● **Task instructions**: Beginning with the first line below, please restate each line exactly, down to and including the line containing "pub(crate) const LINE_TERMINATOR: [u8;".

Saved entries

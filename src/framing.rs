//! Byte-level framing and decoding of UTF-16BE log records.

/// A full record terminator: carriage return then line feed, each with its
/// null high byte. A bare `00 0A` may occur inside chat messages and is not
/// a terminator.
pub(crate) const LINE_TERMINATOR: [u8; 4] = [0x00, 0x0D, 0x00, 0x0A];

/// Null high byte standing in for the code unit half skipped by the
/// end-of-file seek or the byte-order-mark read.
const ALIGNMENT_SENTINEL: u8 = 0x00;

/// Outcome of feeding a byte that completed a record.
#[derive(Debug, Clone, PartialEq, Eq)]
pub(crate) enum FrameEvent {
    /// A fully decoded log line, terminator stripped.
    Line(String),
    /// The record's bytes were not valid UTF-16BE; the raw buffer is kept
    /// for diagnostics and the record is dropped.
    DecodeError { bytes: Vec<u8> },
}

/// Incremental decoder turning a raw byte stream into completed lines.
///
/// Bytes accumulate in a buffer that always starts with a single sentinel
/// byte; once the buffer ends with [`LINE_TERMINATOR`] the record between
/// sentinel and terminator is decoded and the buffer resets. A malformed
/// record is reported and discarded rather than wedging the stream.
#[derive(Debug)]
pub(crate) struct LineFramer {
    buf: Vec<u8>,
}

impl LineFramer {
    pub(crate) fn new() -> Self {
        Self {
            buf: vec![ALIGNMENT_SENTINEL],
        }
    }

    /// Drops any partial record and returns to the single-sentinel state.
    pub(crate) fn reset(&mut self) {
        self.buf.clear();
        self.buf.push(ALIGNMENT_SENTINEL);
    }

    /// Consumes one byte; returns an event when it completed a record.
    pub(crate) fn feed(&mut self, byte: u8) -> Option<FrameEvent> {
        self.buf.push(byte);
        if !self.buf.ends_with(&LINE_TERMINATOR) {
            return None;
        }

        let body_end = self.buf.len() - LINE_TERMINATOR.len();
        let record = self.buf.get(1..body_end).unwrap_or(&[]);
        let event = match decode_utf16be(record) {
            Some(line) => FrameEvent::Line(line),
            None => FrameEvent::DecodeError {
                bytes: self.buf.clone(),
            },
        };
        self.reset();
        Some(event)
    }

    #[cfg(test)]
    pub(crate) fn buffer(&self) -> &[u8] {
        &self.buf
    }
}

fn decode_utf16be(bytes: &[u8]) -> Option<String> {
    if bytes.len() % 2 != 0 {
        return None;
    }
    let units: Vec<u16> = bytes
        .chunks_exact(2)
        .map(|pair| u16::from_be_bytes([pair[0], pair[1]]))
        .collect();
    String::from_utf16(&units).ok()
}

● **Exercise solution**:
filename src/framing.rs
//! Byte-level framing and decoding of UTF-16BE log records.

/// A full record terminator: carriage return then line feed, each with its
/// null high byte. A bare `00 0A` may occur inside chat messages and is not
/// a terminator.
pub(crate) const LINE_TERMINATOR: [u8; 4] = [0x00, 0x0D, 0x00, 0x0A];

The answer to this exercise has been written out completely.